Chez ces patients, la capacité d’élimination rénale du potassium est diminuée, exposant à un risque accru d’accumulation, avec à la clé des symptômes parfois discrets (fatigue, crampes, nausées), mais pouvant évoluer vers des troubles du rythme ou une paralysie.
À l’officine : repérer, informer, alerter
De nombreux substituts de sel sont en libre accès en GMS ou en magasins bio, parfois aussi présents en officine. Il est donc crucial de rappeler que ces produits ne sont pas anodins :
- Interroger le patient : suit-il un régime hyposodé prescrit ? Prend-il un traitement antihypertenseur ? Est-il suivi pour une maladie rénale ou cardiaque ?
- Alerter sur l’automédication à risque : remplacer le sel classique sans contrôle biologique peut induire un déséquilibre grave.
- Informer clairement : le « faux sel » ne convient pas à tous.
- Encourager la consultation médicale avant toute substitution chez les profils fragiles.
Vers un encadrement renforcé
L’Anses recommande désormais l’ajout d’un message de précaution sur les emballages des produits contenant des sels de potassium, précisant que leur utilisation doit se faire sous contrôle médical chez les personnes traitées pour hypertension, diabète, insuffisance rénale ou cardiaque.
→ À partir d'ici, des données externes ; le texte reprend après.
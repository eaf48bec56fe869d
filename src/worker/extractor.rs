use std::collections::HashSet;
use std::sync::OnceLock;

use chrono::{DateTime, Utc};
use regex::Regex;
use scraper::{Html, Selector};
use serde_json::Value;
use url::Url;

use crate::domain::{parse_salary_range, JobRecord};

const MIN_TITLE_LEN: usize = 3;
const MAX_TITLE_LEN: usize = 120;

/// Link texts that point at listings rather than a single posting
const NAVIGATION_TEXTS: [&str; 5] = ["view all", "see all", "apply", "learn more", "open roles"];

fn job_path_regex() -> &'static Regex {
    static JOB_PATH_RE: OnceLock<Regex> = OnceLock::new();
    JOB_PATH_RE.get_or_init(|| {
        Regex::new(r"(?i)/(jobs?|careers?|positions?|openings?|roles?)/[^/?#]+")
            .expect("job path regex is valid")
    })
}

fn selector(css: &str) -> Option<Selector> {
    Selector::parse(css).ok()
}

/// Pull job postings out of a careers page
///
/// Structured `JobPosting` JSON-LD wins when present; otherwise anchors that
/// link to individual posting paths are used.
pub fn extract_postings(
    html: &str,
    company: &str,
    source_url: &str,
    scraped_at: DateTime<Utc>,
) -> Vec<JobRecord> {
    let document = Html::parse_document(html);

    let mut records = extract_json_ld(&document, company, source_url, scraped_at);
    if records.is_empty() {
        records = extract_links(&document, company, source_url, scraped_at);
    }

    let mut seen = HashSet::new();
    records.retain(|r| seen.insert(r.identity_key()));
    records
}

fn extract_json_ld(
    document: &Html,
    company: &str,
    source_url: &str,
    scraped_at: DateTime<Utc>,
) -> Vec<JobRecord> {
    let Some(script) = selector(r#"script[type="application/ld+json"]"#) else {
        return Vec::new();
    };

    let mut values = Vec::new();
    for element in document.select(&script) {
        let raw: String = element.text().collect();
        let Ok(value) = serde_json::from_str::<Value>(&raw) else {
            continue;
        };
        values.push(value);
    }

    let mut postings = Vec::new();
    for value in &values {
        collect_job_postings(value, &mut postings);
    }

    postings
        .into_iter()
        .filter_map(|posting| posting_to_record(posting, company, source_url, scraped_at))
        .collect()
}

fn collect_job_postings<'a>(value: &'a Value, out: &mut Vec<&'a Value>) {
    match value {
        Value::Array(items) => items.iter().for_each(|v| collect_job_postings(v, out)),
        Value::Object(map) => {
            if map.get("@type").and_then(Value::as_str) == Some("JobPosting") {
                out.push(value);
            }
            if let Some(graph) = map.get("@graph") {
                collect_job_postings(graph, out);
            }
        }
        _ => {}
    }
}

fn posting_to_record(
    posting: &Value,
    company: &str,
    source_url: &str,
    scraped_at: DateTime<Utc>,
) -> Option<JobRecord> {
    let title = posting.get("title")?.as_str()?.trim();
    if title.len() < MIN_TITLE_LEN {
        return None;
    }

    let location = posting
        .get("jobLocation")
        .map(|loc| match loc {
            Value::Array(items) => items.first().cloned().unwrap_or(Value::Null),
            other => other.clone(),
        })
        .and_then(|loc| {
            let address = loc.get("address")?;
            address
                .get("addressLocality")
                .or_else(|| address.get("addressRegion"))
                .and_then(Value::as_str)
                .map(str::to_string)
        })
        .or_else(|| {
            posting
                .get("jobLocationType")
                .and_then(Value::as_str)
                .filter(|t| t.eq_ignore_ascii_case("TELECOMMUTE"))
                .map(|_| "Remote".to_string())
        })
        .unwrap_or_default();

    let url = posting
        .get("url")
        .and_then(Value::as_str)
        .unwrap_or(source_url);

    let department = posting
        .get("occupationalCategory")
        .and_then(Value::as_str)
        .unwrap_or_default();

    let (salary_min, salary_max) = posting
        .get("baseSalary")
        .and_then(|s| s.get("value"))
        .map(|v| {
            // Non-positive amounts are treated as missing
            let to_thousands = |n: f64| {
                let k = if n >= 1000.0 { n / 1000.0 } else { n };
                let k = k.round();
                (1.0..=f64::from(i32::MAX)).contains(&k).then_some(k as i32)
            };
            let min = v.get("minValue").and_then(Value::as_f64).and_then(to_thousands);
            let max = v.get("maxValue").and_then(Value::as_f64).and_then(to_thousands);
            match (min, max, v.get("value").and_then(Value::as_f64)) {
                (None, None, Some(single)) => {
                    let k = to_thousands(single);
                    (k, k)
                }
                (min, max, _) => (min, max),
            }
        })
        .or_else(|| {
            posting
                .get("baseSalary")
                .and_then(Value::as_str)
                .map(parse_salary_range)
        })
        .unwrap_or((None, None));

    let skills: Vec<String> = match posting.get("skills") {
        Some(Value::String(s)) => s.split(',').map(str::to_string).collect(),
        Some(Value::Array(items)) => items
            .iter()
            .filter_map(Value::as_str)
            .map(str::to_string)
            .collect(),
        _ => Vec::new(),
    };

    Some(
        JobRecord::new(company, title, location, url, scraped_at)
            .with_department(department)
            .with_salary(salary_min, salary_max)
            .with_skills(skills),
    )
}

fn extract_links(
    document: &Html,
    company: &str,
    source_url: &str,
    scraped_at: DateTime<Utc>,
) -> Vec<JobRecord> {
    let Some(anchor) = selector("a[href]") else {
        return Vec::new();
    };
    let base = Url::parse(source_url).ok();

    document
        .select(&anchor)
        .filter_map(|element| {
            let href = element.value().attr("href")?;
            if !job_path_regex().is_match(href) {
                return None;
            }

            let title = element
                .text()
                .collect::<Vec<_>>()
                .join(" ")
                .split_whitespace()
                .collect::<Vec<_>>()
                .join(" ");
            if title.len() < MIN_TITLE_LEN || title.len() > MAX_TITLE_LEN {
                return None;
            }
            let lower = title.to_lowercase();
            if NAVIGATION_TEXTS.iter().any(|nav| lower.starts_with(nav)) {
                return None;
            }

            let location = element
                .value()
                .attr("data-location")
                .unwrap_or_default()
                .to_string();
            let url = base
                .as_ref()
                .and_then(|b| b.join(href).ok())
                .map(|u| u.to_string())
                .unwrap_or_else(|| href.to_string());

            Some(JobRecord::new(company, title, location, url, scraped_at))
        })
        .collect()
}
Elle propose également une meilleure signalisation au moment de l’achat, notamment pour les substituts vendus en pharmacie.
Conseil + prévention = mission pharmaceutique
En première ligne sur les conseils nutritionnels, l’équipe officinale joue un rôle clé dans la prévention des erreurs d’usage liées à ces produits. En particulier auprès des patients âgés ou polymédiqués, chez qui les interactions potassium-médicament peuvent passer inaperçues.
📌 À retenir pour le comptoir :
Le « faux sel » n’est pas un produit neutre.
Son usage doit être encadré, en particulier chez les patients fragiles.
Le pharmacien est un acteur de prévention des déséquilibres ioniques évitables.